Take something like Glass's _Aguas da Amazonia_. Probably not a great work, certainly not from the point of view that sees harmony as the essence of music. But pay attention to the rhythms at work there, and you'll hear it's not quite as effortless a composition as it might seem.

Interestingly, people were more shocked by the rhythmic innovations of Stravinsky's _Rite of Spring_ than by the harmonies. I wonder if one reason subsequent discussion has focused more on the harmony than on the rhythms is that harmony is easier for most of us to talk about? Or just that harmony was central to the projects of composers like Schoenberg, and so it came to dominate the discussion?

Why has rhythm been relegated to a topic of secondary importance?

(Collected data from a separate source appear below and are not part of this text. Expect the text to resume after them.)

impl TestCallHandler {
    pub fn new(default_decision: CallDecision) -> Self {
        Self {
            incoming_calls: Arc::new(std::sync::Mutex::new(Vec::new())),
            ended_calls: Arc::new(std::sync::Mutex::new(Vec::new())),
            default_decision,
        }
    }

    pub fn get_incoming_calls(&self) -> Vec<IncomingCall> {
        self.incoming_calls.lock().unwrap().clone()
    }

    pub fn get_ended_calls(&self) -> Vec<(CallSession, String)> {
        self.ended_calls.lock().unwrap().clone()
    }

    pub fn clear_events(&self) {
        self.incoming_calls.lock().unwrap().clear();
        self.ended_calls.lock().unwrap().clear();
    }

    pub fn incoming_call_count(&self) -> usize {
        self.incoming_calls.lock().unwrap().len()
    }

    pub fn ended_call_count(&self) -> usize {
        self.ended_calls.lock().unwrap().len()
    }
}

#[async_trait]
impl CallHandler for TestCallHandler {
    async fn on_incoming_call(&self, call: IncomingCall) -> CallDecision {
        self.incoming_calls.lock().unwrap().push(call);
        self.default_decision.clone()
    }

    async fn on_call_ended(&self, call: CallSession, reason: &str) {
        self.ended_calls.lock().unwrap().push((call, reason.to_string()));
    }
}

/// Helper for testing API builders
pub struct ApiBuilderTestHelper {
    pub config: ApiTestConfig,
}

impl ApiBuilderTestHelper {
    pub fn new() -> Self {
        Self::new_with_config(ApiTestConfig::default())
    }

    pub fn new_with_config(config: ApiTestConfig) -> Self {
        Self { config }
    }

    /// Create a test SessionManagerBuilder with common test settings
    pub fn create_test_builder(&self) -> SessionManagerBuilder {
//         let handler = Arc::new(TestCallHandler::new(CallDecision::Accept(None)));
        
        SessionManagerBuilder::new()
            .with_sip_port(0) // Use random port for testing
            .with_local_address("sip:test@127.0.0.1")
            .with_media_ports(20000, 30000)
    }

    /// Create a P2P test builder
    pub fn create_p2p_builder(&self) -> SessionManagerBuilder {
//         let handler = Arc::new(TestCallHandler::new(CallDecision::Accept(None)));
        
        SessionManagerBuilder::new()
            .with_sip_port(0)
            .with_local_address("sip:test@127.0.0.1")
            .with_media_ports(30000, 40000)
            
    }

    /// Test different builder configurations
    pub fn test_builder_configurations(&self) -> Vec<SessionManagerBuilder> {
        vec![
            // Default configuration
            SessionManagerBuilder::new(),
            
            // Custom port configuration
            SessionManagerBuilder::new()
                .with_sip_port(5070),
            
            // P2P mode configuration
            SessionManagerBuilder::new()
                ,
                
            // Full configuration
            SessionManagerBuilder::new()
                .with_sip_port(0) // Random port for testing
                .with_local_address("sip:test@127.0.0.1")
                .with_media_ports(10000, 20000)
                .with_handler(Arc::new(TestCallHandler::new(CallDecision::Accept(None))))
                ,
        ]
    }

    /// Validate a SessionManagerConfig
    pub fn validate_config(&self, config: &SessionManagerConfig) -> Result<()> {
        if config.sip_port == 0 {
            return Err(SessionError::Other("Invalid SIP port".to_string()));
        }

        if config.media_port_start >= config.media_port_end {
            return Err(SessionError::Other("Invalid media port range".to_string()));
        }

        if config.local_address.is_empty() {
            return Err(SessionError::Other("Empty bind address".to_string()));
        }

        Ok(())
    }
}

/// Helper for testing API types
pub struct ApiTypesTestHelper {
    pub config: ApiTestConfig,
}

impl ApiTypesTestHelper {
    pub fn new() -> Self {
        Self::new_with_config(ApiTestConfig::default())
    }

    pub fn new_with_config(config: ApiTestConfig) -> Self {
        Self { config }
    }

    /// Create test session IDs
    pub fn create_test_session_ids(&self, count: usize) -> Vec<SessionId> {
        (0..count).map(|i| SessionId(format!("test_session_{}", i))).collect()
    }

    /// Create test call sessions
    pub fn create_test_call_sessions(&self, count: usize) -> Vec<CallSession> {
        (0..count)
            .map(|i| CallSession {
                id: SessionId(format!("session_{}", i)),
                from: format!("sip:user{}@example.com", i),
                to: format!("sip:target{}@example.com", i),
                state: CallState::Active,
                started_at: Some(Instant::now()),
                sip_call_id: None,
            })
            .collect()
    }

    /// Create test incoming calls
    pub fn create_test_incoming_calls(&self, count: usize) -> Vec<IncomingCall> {
        (0..count)
            .map(|i| IncomingCall {
                id: SessionId(format!("incoming_{}", i)),
                from: format!("sip:caller{}@example.com", i),
                to: format!("sip:callee{}@example.com", i),
                sdp: Some(self.create_test_sdp(&format!("session_{}", i))),
                headers: HashMap::new(),
                received_at: Instant::now(),
                sip_call_id: None,
            })
            .collect()
    }

    /// Create test SDP
    pub fn create_test_sdp(&self, session_id: &str) -> String {
        format!(
            "v=0\r\n\
             o=test {} 0 IN IP4 127.0.0.1\r\n\
             s=Test Session\r\n\
             c=IN IP4 127.0.0.1\r\n\
             t=0 0\r\n\
             m=audio 5004 RTP/AVP 0\r\n\
             a=rtpmap:0 PCMU/8000\r\n",
            session_id
        )
    }

    /// Create minimal SDP
    pub fn create_minimal_sdp(&self) -> String {
        "v=0\r\n\
         o=test 0 0 IN IP4 127.0.0.1\r\n\
         s=-\r\n\
         c=IN IP4 127.0.0.1\r\n\
         t=0 0\r\n\
         m=audio 5004 RTP/AVP 0\r\n".to_string()
    }

    /// Create complex SDP with multiple media streams
    pub fn create_complex_sdp(&self) -> String {
        "v=0\r\n\
         o=test 12345 67890 IN IP4 192.168.1.100\r\n\
         s=Complex Test Session\r\n\
         c=IN IP4 192.168.1.100\r\n\
         t=0 0\r\n\
         m=audio 5004 RTP/AVP 0 8 18\r\n\
         a=rtpmap:0 PCMU/8000\r\n\
         a=rtpmap:8 PCMA/8000\r\n\
         a=rtpmap:18 G729/8000\r\n\
         m=video 5006 RTP/AVP 96\r\n\
         a=rtpmap:96 H264/90000\r\n\
         a=framerate:30\r\n".to_string()
    }

    /// Get all possible call states for testing
    pub fn get_all_call_states(&self) -> Vec<CallState> {
        vec![
            CallState::Initiating,
            CallState::Ringing,
            CallState::Active,
            CallState::OnHold,
            CallState::Transferring,
            CallState::Terminating,
            CallState::Terminated,
            CallState::Cancelled,
            CallState::Failed("Test failure".to_string()),
        ]
    }

    /// Get valid transitions for call states
    pub fn get_valid_state_transitions(&self) -> Vec<(CallState, CallState)> {
        vec![
            (CallState::Initiating, CallState::Ringing),
            (CallState::Ringing, CallState::Active),
            (CallState::Active, CallState::OnHold),
            (CallState::OnHold, CallState::Active),
            (CallState::Active, CallState::Transferring),
            (CallState::Active, CallState::Terminated),
            (CallState::OnHold, CallState::Terminated),
            (CallState::Transferring, CallState::Terminated),
        ]
    }

    /// Get all possible call decisions for testing
    pub fn get_all_call_decisions(&self) -> Vec<CallDecision> {
        vec![
            CallDecision::Accept(None),
            CallDecision::Reject("Test rejection".to_string()),
            CallDecision::Defer,
            CallDecision::Forward("sip:forward@example.com".to_string()),
        ]
    }

    /// Create test media info
    pub fn create_test_media_info(&self, session_id: &str) -> MediaInfo {
        MediaInfo {
            local_sdp: Some(self.create_test_sdp(session_id)),
            remote_sdp: Some(self.create_test_sdp(&format!("remote_{}", session_id))),
            local_rtp_port: Some(5004),
            remote_rtp_port: Some(5006),
            codec: Some("PCMU".to_string()),
            quality_metrics: None,
        rtp_stats: None,
        }
    }

    /// Create test session stats
    pub fn create_test_session_stats(&self) -> SessionStats {
        SessionStats {
            total_sessions: 150,
            active_sessions: 23,
            failed_sessions: 7,
            average_duration: Some(Duration::from_secs(180)),
        }
    }

    /// Validate call session data
    pub fn validate_call_session(&self, session: &CallSession) -> Result<()> {
        if session.id.as_str().is_empty() {
            return Err(SessionError::Other("Empty session ID".to_string()));
        }

        if !ApiTestUtils::is_valid_sip_uri(&session.from) {
            return Err(SessionError::Other("Invalid from URI".to_string()));
        }

        if !ApiTestUtils::is_valid_sip_uri(&session.to) {
            return Err(SessionError::Other("Invalid to URI".to_string()));
        }

        Ok(())
    }

    /// Validate incoming call data
    pub fn validate_incoming_call(&self, call: &IncomingCall) -> Result<()> {
        if call.id.as_str().is_empty() {
            return Err(SessionError::Other("Empty call ID".to_string()));
        }

        if !ApiTestUtils::is_valid_sip_uri(&call.from) {
            return Err(SessionError::Other("Invalid caller URI".to_string()));
        }

        if !ApiTestUtils::is_valid_sip_uri(&call.to) {
            return Err(SessionError::Other("Invalid callee URI".to_string()));
        }

        if let Some(ref sdp) = call.sdp {
            if !ApiTestUtils::is_valid_sdp(sdp) {
                return Err(SessionError::Other("Invalid SDP".to_string()));
            }
        }

        Ok(())
    }
}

And, in the western classical tradition, what works have explored rhythm most creatively?


----------



## kv466 (May 18, 2011)

Looking forward to see what develops here! As a guitarist, I have always been drawn toward the rhythm much more than leads. In classical, the rhythm is what I most often appreciate in symphonies and in concertos. I think we can choose to see it as being secondary but all one has to do is listen to the music we create to see just how important it is in music.


----------



## GGluek (Dec 11, 2011)

Not to derail the topic, but I have often noticed -- though never discussed -- that most of the great themes in classical music have not only a distinct melodic profile, but a distinct rhythm also. Try tapping out almost any well known theme from, say, a symphony, and note how many times you can actually identify the theme from its rhythm alone.


----------



## Mahlerian (Nov 27, 2012)

science said:


> Interestingly, people were more shocked by the rhythmic innovations of Stravinsky's _Rite of Spring_ than by the harmonies. I wonder if one reason subsequent discussion has focused more on the harmony than on the rhythms is that harmony is easier for most of us to talk about? Or just that harmony was central to the projects of composers like Schoenberg, and so it came to dominate the discussion?


Rhythm was actually very important to Schoenberg's music, and, I believe, is one of the reasons why people so strenuously reject it. He and those who followed in his footsteps looked at rhythm from a very different perspective from Stravinsky or Messiaen. They would look at rhythm as a matter of subtracting or adding beats (or fractions thereof) to a measure, while Schoenberg saw rhythm as a way of developing motifs, of helping to distinguish elements in polyphony. So his motifs would run over the bar line, and frequently the bar lines don't make all that much sense in relation to the music, which had its own rhythmic impulse.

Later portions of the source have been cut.